Die emarsys eMarketing Systems AG aus Wien ist ein Anbieter von E‑Mail-Marketing- und E‑Mail-Deliveverability Lösungen und Dienstleistungen im deutschsprachigen Raum. Ich habe dem Marketingleiter Daniel Harari (Xing) einige Fragen zur Zustellung im E‑Mail Marketing gestellt.
Herr Harari, die Zustellung von E‑Mails, bzw. die False Positive Problematik, wird häufig als eine der größten Herausforderungen im E‑Mail Marketing bezeichnet. Warum kommt es überhaupt zu Zustellungsproblemen?

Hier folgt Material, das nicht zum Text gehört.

pub mod alumni_service;
pub mod auth_service;
pub mod resource_service;
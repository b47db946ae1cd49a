use crate::{
    database::MongoDB,
    models::{Resource, ScannedPdf},
    utils::error::AppError,
};
use futures::TryStreamExt;
use lazy_static::lazy_static;
use mongodb::bson::{DateTime as BsonDateTime, Document};
use serde::Deserialize;
use std::collections::HashMap;
use std::fs;
use std::path::{Path, PathBuf};

lazy_static! {
    /// Fixed branch-name → short-code table. Unknown branch names fall back
    /// to a lowercased, underscore-separated form.
    static ref BRANCH_CODES: HashMap<&'static str, &'static str> = {
        let mut m = HashMap::new();
        m.insert("Computer Science", "cs");
        m.insert("Mechanical", "mech");
        m.insert("Electrical", "eee");
        m.insert("Electronics", "ece");
        m.insert("Civil", "civil");
        m.insert("Information Technology", "it");
        m.insert("Biotechnology", "bio");
        m
    };
}

/// Optional equality filters shared by both listing strategies.
#[derive(Debug, Default, Clone, Deserialize)]
pub struct ResourceFilters {
    pub branch: Option<String>,
    pub semester: Option<String>,
    pub category: Option<String>,
}

pub fn normalize_branch(branch: &str) -> String {
    match BRANCH_CODES.get(branch) {
        Some(code) => (*code).to_string(),
        None => branch
            .to_lowercase()
            .split_whitespace()
            .collect::<Vec<_>>()
            .join("_"),
    }
}

/// Target directory for a classified upload:
/// `<root>/<branch>/semester_<semester>/<category>`.
pub fn target_dir(root: &Path, branch: &str, semester: &str, category: &str) -> PathBuf {
    root.join(branch)
        .join(format!("semester_{}", semester))
        .join(category)
}

/// Timestamped name for an incoming file, preserving the original extension.
pub fn stamped_filename(original: &str, now_millis: i64) -> String {
    let ext = Path::new(original)
        .extension()
        .map(|ext| format!(".{}", ext.to_string_lossy()))
        .unwrap_or_default();
    format!("pdf-{}{}", now_millis, ext)
}

/// Moves a received file from its temporary location into the classified
/// directory and records its metadata.
///
/// mkdir + rename is not transactional; a crash in between leaves an
/// orphaned temp file, which is accepted rather than retried.
pub async fn finalize_upload(
    db: &MongoDB,
    uploads_root: &Path,
    temp_path: &Path,
    filename: &str,
    branch: &str,
    semester: &str,
    category: &str,
) -> Result<Resource, AppError> {
    let branch = normalize_branch(branch);
    let dir = target_dir(uploads_root, &branch, semester, category);

    fs::create_dir_all(&dir).map_err(|e| {
        AppError::Internal(format!(
            "Failed to create upload directory {}: {}",
            dir.display(),
            e
        ))
    })?;

    let final_path = dir.join(filename);
    fs::rename(temp_path, &final_path)
        .map_err(|e| AppError::Internal(format!("Failed to move uploaded file: {}", e)))?;

    let resource = Resource {
        id: None,
        filename: filename.to_string(),
        branch,
        semester: semester.to_string(),
        category: category.to_string(),
        path: final_path.to_string_lossy().into_owned(),
        uploaded_at: Some(BsonDateTime::now()),
    };

    db.database()
        .collection::<Resource>("resources")
        .insert_one(&resource)
        .await
        .map_err(|e| AppError::Database(format!("Failed to save resource: {}", e)))?;

    log::info!("✅ Stored {} under {}", resource.filename, resource.path);

    Ok(resource)
}

/// Database-backed listing with optional equality filters.
pub async fn list_resources(
    db: &MongoDB,
    filters: &ResourceFilters,
) -> Result<Vec<Resource>, AppError> {
    let mut filter = Document::new();
    if let Some(branch) = &filters.branch {
        filter.insert("branch", branch);
    }
    if let Some(semester) = &filters.semester {
        filter.insert("semester", semester);
    }
    if let Some(category) = &filters.category {
        filter.insert("category", category);
    }

    let mut cursor = db
        .collection::<Resource>("resources")
        .find(filter)
        .await
        .map_err(|e| AppError::Database(format!("Failed to fetch resources: {}", e)))?;

    let mut resources = Vec::new();
    while let Some(resource) = cursor
        .try_next()
        .await
        .map_err(|e| AppError::Database(format!("Failed to read resources: {}", e)))?
    {
        resources.push(resource);
    }

    Ok(resources)
}

// Subdirectories of `parent`, or just `wanted` if a filter asked for one.
// Missing directories yield nothing rather than an error.
fn subdirs(parent: &Path, wanted: Option<&str>) -> Vec<String> {
    if let Some(name) = wanted {
        return if parent.join(name).is_dir() {
            vec![name.to_string()]
        } else {
            Vec::new()
        };
    }

    let entries = match fs::read_dir(parent) {
        Ok(entries) => entries,
        Err(_) => return Vec::new(),
    };

    entries
        .filter_map(|entry| entry.ok())
        .filter(|entry| entry.path().is_dir())
        .filter_map(|entry| entry.file_name().into_string().ok())
        .collect()
}

/// Filesystem-scan listing: walks `<branch>/<semester dir>/<category>` under
/// the uploads root and returns every `.pdf` found, with its web path.
///
/// Filters select a single directory at their level by name (the semester
/// filter matches the directory name, e.g. `semester_3`).
pub fn scan_uploads(uploads_root: &Path, filters: &ResourceFilters) -> Vec<ScannedPdf> {
    let mut results = Vec::new();

    for branch in subdirs(uploads_root, filters.branch.as_deref()) {
        let branch_dir = uploads_root.join(&branch);

        for semester in subdirs(&branch_dir, filters.semester.as_deref()) {
            let semester_dir = branch_dir.join(&semester);

            for category in subdirs(&semester_dir, filters.category.as_deref()) {
                let category_dir = semester_dir.join(&category);

                let entries = match fs::read_dir(&category_dir) {
                    Ok(entries) => entries,
                    Err(_) => continue,
                };

                for entry in entries.filter_map(|entry| entry.ok()) {
                    let filename = match entry.file_name().into_string() {
                        Ok(name) => name,
                        Err(_) => continue,
                    };
                    if !filename.ends_with(".pdf") || !entry.path().is_file() {
                        continue;
                    }

                    results.push(ScannedPdf {
                        path: format!("/uploads/{}/{}/{}/{}", branch, semester, category, filename),
                        filename,
                        branch: branch.clone(),
                        semester: semester.clone(),
                        category: category.clone(),
                    });
                }
            }
        }
    }

    results
}

#[cfg(test)]
mod tests {
    use super::*;
    use uuid::Uuid;

    #[test]
    fn test_known_branches_use_short_codes() {
        assert_eq!(normalize_branch("Computer Science"), "cs");
        assert_eq!(normalize_branch("Mechanical"), "mech");
        assert_eq!(normalize_branch("Electrical"), "eee");
        assert_eq!(normalize_branch("Information Technology"), "it");
    }

    #[test]
    fn test_unknown_branch_falls_back_to_slug() {
        assert_eq!(normalize_branch("Marine Engineering"), "marine_engineering");
        assert_eq!(normalize_branch("Textile"), "textile");
    }

    #[test]
    fn test_target_dir_layout() {
        let dir = target_dir(Path::new("uploads"), "cs", "3", "notes");
        assert_eq!(dir, PathBuf::from("uploads/cs/semester_3/notes"));
    }

    #[test]
    fn test_stamped_filename_keeps_extension() {
        assert_eq!(stamped_filename("dbms notes.pdf", 1712345678901), "pdf-1712345678901.pdf");
        assert_eq!(stamped_filename("no_extension", 42), "pdf-42");
    }

    fn scratch_root() -> PathBuf {
        std::env::temp_dir().join(format!("studyhub-scan-{}", Uuid::new_v4()))
    }

    #[test]
    fn test_scan_missing_root_is_empty() {
        let root = scratch_root();
        let pdfs = scan_uploads(&root, &ResourceFilters::default());
        assert!(pdfs.is_empty());
    }

    #[test]
    fn test_scan_walks_hierarchy_and_skips_non_pdfs() {
        let root = scratch_root();
        let notes = root.join("cs").join("semester_3").join("notes");
        fs::create_dir_all(&notes).unwrap();
        fs::write(notes.join("pdf-1.pdf"), b"%PDF-").unwrap();
        fs::write(notes.join("readme.txt"), b"nope").unwrap();

        let pdfs = scan_uploads(&root, &ResourceFilters::default());
        assert_eq!(pdfs.len(), 1);
        assert_eq!(pdfs[0].filename, "pdf-1.pdf");
        assert_eq!(pdfs[0].branch, "cs");
        assert_eq!(pdfs[0].semester, "semester_3");
        assert_eq!(pdfs[0].category, "notes");
        assert_eq!(pdfs[0].path, "/uploads/cs/semester_3/notes/pdf-1.pdf");

        fs::remove_dir_all(&root).unwrap();
    }

    #[test]
    fn test_scan_filters_narrow_the_walk() {
        let root = scratch_root();
        for (branch, semester, category, file) in [
            ("cs", "semester_3", "notes", "pdf-1.pdf"),
            ("cs", "semester_4", "notes", "pdf-2.pdf"),
            ("mech", "semester_3", "papers", "pdf-3.pdf"),
        ] {
            let dir = root.join(branch).join(semester).join(category);
            fs::create_dir_all(&dir).unwrap();
            fs::write(dir.join(file), b"%PDF-").unwrap();
        }

        let filters = ResourceFilters {
            branch: Some("cs".to_string()),
            semester: Some("semester_3".to_string()),
            category: None,
        };
        let pdfs = scan_uploads(&root, &filters);
        assert_eq!(pdfs.len(), 1);
        assert_eq!(pdfs[0].filename, "pdf-1.pdf");

        // A requested branch with no directory is silently empty
        let filters = ResourceFilters {
            branch: Some("civil".to_string()),
            ..Default::default()
        };
        assert!(scan_uploads(&root, &filters).is_empty());

        fs::remove_dir_all(&root).unwrap();
    }
}
use crate::{
    database::MongoDB,
    models::{Alumni, AlumniPage, CreateAlumniRequest, UpdateAlumniRequest},
    utils::error::AppError,
};
use futures::TryStreamExt;
use mongodb::bson::{doc, oid::ObjectId, DateTime as BsonDateTime, Document};
use mongodb::options::ReturnDocument;

const COLLECTION: &str = "alumni";

pub const DEFAULT_PAGE: u64 = 1;
pub const DEFAULT_LIMIT: u64 = 6;

fn clamp_rating(rating: f64) -> f64 {
    rating.clamp(0.0, 5.0)
}

fn total_pages(total: u64, limit: u64) -> u64 {
    if limit == 0 {
        0
    } else {
        (total + limit - 1) / limit
    }
}

/// Admin view: all entries, newest first, skip/limit paginated.
pub async fn list_admin(db: &MongoDB, page: u64, limit: u64) -> Result<AlumniPage, AppError> {
    let collection = db.collection::<Alumni>(COLLECTION);

    let page = page.max(1);
    let limit = limit.max(1);
    let skip = (page - 1) * limit;

    let total = collection
        .count_documents(doc! {})
        .await
        .map_err(|e| AppError::Database(format!("Failed to count alumni: {}", e)))?;

    let mut cursor = collection
        .find(doc! {})
        .sort(doc! { "createdAt": -1 })
        .skip(skip)
        .limit(limit as i64)
        .await
        .map_err(|e| AppError::Database(format!("Failed to fetch alumni: {}", e)))?;

    let mut alumni = Vec::new();
    while let Some(entry) = cursor
        .try_next()
        .await
        .map_err(|e| AppError::Database(format!("Failed to read alumni: {}", e)))?
    {
        alumni.push(entry);
    }

    Ok(AlumniPage {
        alumni,
        total,
        page,
        total_pages: total_pages(total, limit),
    })
}

/// Public view: active entries only, best rated first.
pub async fn list_public(db: &MongoDB) -> Result<Vec<Alumni>, AppError> {
    let collection = db.collection::<Alumni>(COLLECTION);

    let mut cursor = collection
        .find(doc! { "isActive": true })
        .sort(doc! { "rating": -1 })
        .await
        .map_err(|e| AppError::Database(format!("Failed to fetch alumni: {}", e)))?;

    let mut alumni = Vec::new();
    while let Some(entry) = cursor
        .try_next()
        .await
        .map_err(|e| AppError::Database(format!("Failed to read alumni: {}", e)))?
    {
        alumni.push(entry);
    }

    Ok(alumni)
}

pub async fn create(db: &MongoDB, request: CreateAlumniRequest) -> Result<Alumni, AppError> {
    let collection = db.collection::<Alumni>(COLLECTION);
    let now = BsonDateTime::now();

    let mut alumni = Alumni {
        id: None,
        name: request.name,
        email: request.email,
        title: request.title,
        company: request.company,
        image_url: request.image_url,
        rating: clamp_rating(request.rating.unwrap_or(0.0)),
        sessions_completed: request.sessions_completed.unwrap_or(0),
        hourly_rate: request.hourly_rate.unwrap_or(0.0),
        is_active: request.is_active.unwrap_or(true),
        created_at: Some(now),
        updated_at: Some(now),
    };

    let inserted = collection
        .insert_one(&alumni)
        .await
        .map_err(|e| AppError::Database(format!("Failed to create alumni: {}", e)))?;

    alumni.id = inserted.inserted_id.as_object_id();
    Ok(alumni)
}

/// Merges the provided fields into the record and stamps `updatedAt`.
pub async fn update(
    db: &MongoDB,
    id: &str,
    request: UpdateAlumniRequest,
) -> Result<Alumni, AppError> {
    let object_id = ObjectId::parse_str(id)
        .map_err(|_| AppError::Validation("Invalid alumni ID".to_string()))?;

    let mut set = Document::new();
    if let Some(name) = request.name {
        set.insert("name", name);
    }
    if let Some(email) = request.email {
        set.insert("email", email);
    }
    if let Some(title) = request.title {
        set.insert("title", title);
    }
    if let Some(company) = request.company {
        set.insert("company", company);
    }
    if let Some(image_url) = request.image_url {
        set.insert("imageUrl", image_url);
    }
    if let Some(rating) = request.rating {
        set.insert("rating", clamp_rating(rating));
    }
    if let Some(sessions_completed) = request.sessions_completed {
        set.insert("sessionsCompleted", sessions_completed);
    }
    if let Some(hourly_rate) = request.hourly_rate {
        set.insert("hourlyRate", hourly_rate);
    }
    if let Some(is_active) = request.is_active {
        set.insert("isActive", is_active);
    }
    set.insert("updatedAt", BsonDateTime::now());

    let updated = db
        .collection::<Alumni>(COLLECTION)
        .find_one_and_update(doc! { "_id": object_id }, doc! { "$set": set })
        .return_document(ReturnDocument::After)
        .await
        .map_err(|e| AppError::Database(format!("Failed to update alumni: {}", e)))?;

    updated.ok_or_else(|| AppError::NotFound("Alumni not found".to_string()))
}

pub async fn delete(db: &MongoDB, id: &str) -> Result<(), AppError> {
    let object_id = ObjectId::parse_str(id)
        .map_err(|_| AppError::Validation("Invalid alumni ID".to_string()))?;

    let result = db
        .collection::<Alumni>(COLLECTION)
        .delete_one(doc! { "_id": object_id })
        .await
        .map_err(|e| AppError::Database(format!("Failed to delete alumni: {}", e)))?;

    if result.deleted_count == 0 {
        return Err(AppError::NotFound("Alumni not found".to_string()));
    }

    Ok(())
}

#[cfg(test)]
mod tests {
    use super::*;

    #[test]
    fn test_total_pages() {
        // 10 records at 6 per page: page 1 holds 6, page 2 the remaining 4
        assert_eq!(total_pages(10, 6), 2);
        assert_eq!(total_pages(12, 6), 2);
        assert_eq!(total_pages(13, 6), 3);
        assert_eq!(total_pages(0, 6), 0);
        assert_eq!(total_pages(5, 0), 0);
    }

    #[test]
    fn test_rating_is_clamped() {
        assert_eq!(clamp_rating(4.5), 4.5);
        assert_eq!(clamp_rating(-1.0), 0.0);
        assert_eq!(clamp_rating(9.9), 5.0);
    }

    #[test]
    fn test_invalid_object_id_is_rejected() {
        assert!(ObjectId::parse_str("not-an-id").is_err());
    }
}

Daniel Harari: Eine der Hauptgründe für schlechte Zustellraten ist die sogenannte „Sender Reputation“, i.e. das Ansehen des Versenders bei den Providern und einflussreichen Blacklist-Betreibern. Das Ansehen wird durch die Anzahl der Beschwerden seitens der E‑Mail-Empfänger beeinflusst – je mehr Beschwerden, desto schlechter das Ansehen.
Weitere Gründe sind auch mangelhafte technische Konfiguration der eingesetzen Mailserver, ungültige E‑Mail-Adressen, die nicht bereinigt werden und Spam-verdächtige Inhalte der E‑Mailings.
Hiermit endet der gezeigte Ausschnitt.